Prompt: Set down exactly the lines from the one containing "let result = watcher.run_with_progress(&mut" through the last line of the data below, and no others.

Source material:
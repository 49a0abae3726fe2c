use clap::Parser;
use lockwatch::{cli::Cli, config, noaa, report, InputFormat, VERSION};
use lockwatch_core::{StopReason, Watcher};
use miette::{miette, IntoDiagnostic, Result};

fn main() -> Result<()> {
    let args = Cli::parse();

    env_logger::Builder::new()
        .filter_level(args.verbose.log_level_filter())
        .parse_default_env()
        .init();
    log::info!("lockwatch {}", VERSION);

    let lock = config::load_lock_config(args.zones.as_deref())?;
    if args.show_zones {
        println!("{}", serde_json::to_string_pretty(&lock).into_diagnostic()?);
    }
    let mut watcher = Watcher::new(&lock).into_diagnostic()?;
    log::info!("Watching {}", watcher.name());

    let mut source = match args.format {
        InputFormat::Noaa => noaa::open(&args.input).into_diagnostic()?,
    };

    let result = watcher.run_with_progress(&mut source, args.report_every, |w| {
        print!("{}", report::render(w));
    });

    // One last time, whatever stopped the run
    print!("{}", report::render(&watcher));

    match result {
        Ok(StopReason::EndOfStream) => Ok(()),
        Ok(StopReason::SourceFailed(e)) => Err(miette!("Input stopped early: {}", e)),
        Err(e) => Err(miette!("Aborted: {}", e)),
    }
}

Problem solution:
    let result = watcher.run_with_progress(&mut source, args.report_every, |w| {
        print!("{}", report::render(w));
    });

    // One last time, whatever stopped the run
    print!("{}", report::render(&watcher));

    match result {
        Ok(StopReason::EndOfStream) => Ok(()),
        Ok(StopReason::SourceFailed(e)) => Err(miette!("Input stopped early: {}", e)),
        Err(e) => Err(miette!("Aborted: {}", e)),
    }
}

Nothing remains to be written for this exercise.